Stored data entries
use std::{
    process::{Child, Command, ExitStatus, Stdio},
    thread,
    time::{Duration, Instant},
};

use nix::{
    sys::signal::{kill, Signal},
    unistd::Pid,
};

fn ruc() -> Command {
    let mut command = Command::new(env!("CARGO_BIN_EXE_ruc"));
    command.stdin(Stdio::null()).stderr(Stdio::piped());
    command
}

fn signal(child: &Child, signal: Signal) {
    kill(Pid::from_raw(child.id() as i32), signal).unwrap();
}

fn wait_with_deadline(child: &mut Child, deadline: Duration) -> ExitStatus {
    let started = Instant::now();
    loop {
        if let Some(status) = child.try_wait().unwrap() {
            return status;
        }
        if started.elapsed() > deadline {
            let _ = child.kill();
            panic!("ruc did not exit within {deadline:?}");
        }
        thread::sleep(Duration::from_millis(20));
    }
}

#[test]
fn test_no_program_prints_usage_and_exits_2() {
    let output = ruc().arg("-run").arg("2s").output().unwrap();

    assert_eq!(output.status.code(), Some(2));
    let stderr = String::from_utf8_lossy(&output.stderr);
    assert!(stderr.contains("Usage"));
}

#[test]
fn test_missing_executable_is_fatal() {
    let output = ruc()
        .arg("/nonexistent/run-under-control-test")
        .output()
        .unwrap();

    assert!(!output.status.success());
    let stderr = String::from_utf8_lossy(&output.stderr);
    assert!(stderr.contains("failed to start"));
}

#[test]
fn test_first_signal_stops_program_and_exits() {
    let mut child = ruc()
        .args(["-run", "30s", "-grace", "5s", "sleep", "30"])
        .stderr(Stdio::null())
        .spawn()
        .unwrap();
    thread::sleep(Duration::from_millis(1000));

    signal(&child, Signal::SIGTERM);

    let status = wait_with_deadline(&mut child, Duration::from_secs(10));
    assert_eq!(status.code(), Some(0));
}

#[test]
fn test_second_signal_exits_immediately() {
    let mut child = ruc()
        .args(["-run", "30s", "-grace", "30s", "sh", "-c", "trap '' TERM; exec sleep 5"])
        .stderr(Stdio::null())
        .spawn()
        .unwrap();
    thread::sleep(Duration::from_millis(1000));

    signal(&child, Signal::SIGTERM);
    thread::sleep(Duration::from_millis(200));
    signal(&child, Signal::SIGINT);

    let status = wait_with_deadline(&mut child, Duration::from_secs(3));
    assert_eq!(status.code(), Some(130));
}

## What needs to be done
Each line in the data that holds the string "ExitStatus" must be returned.

## Task response
    process::{Child, Command, ExitStatus, Stdio},
fn wait_with_deadline(child: &mut Child, deadline: Duration) -> ExitStatus {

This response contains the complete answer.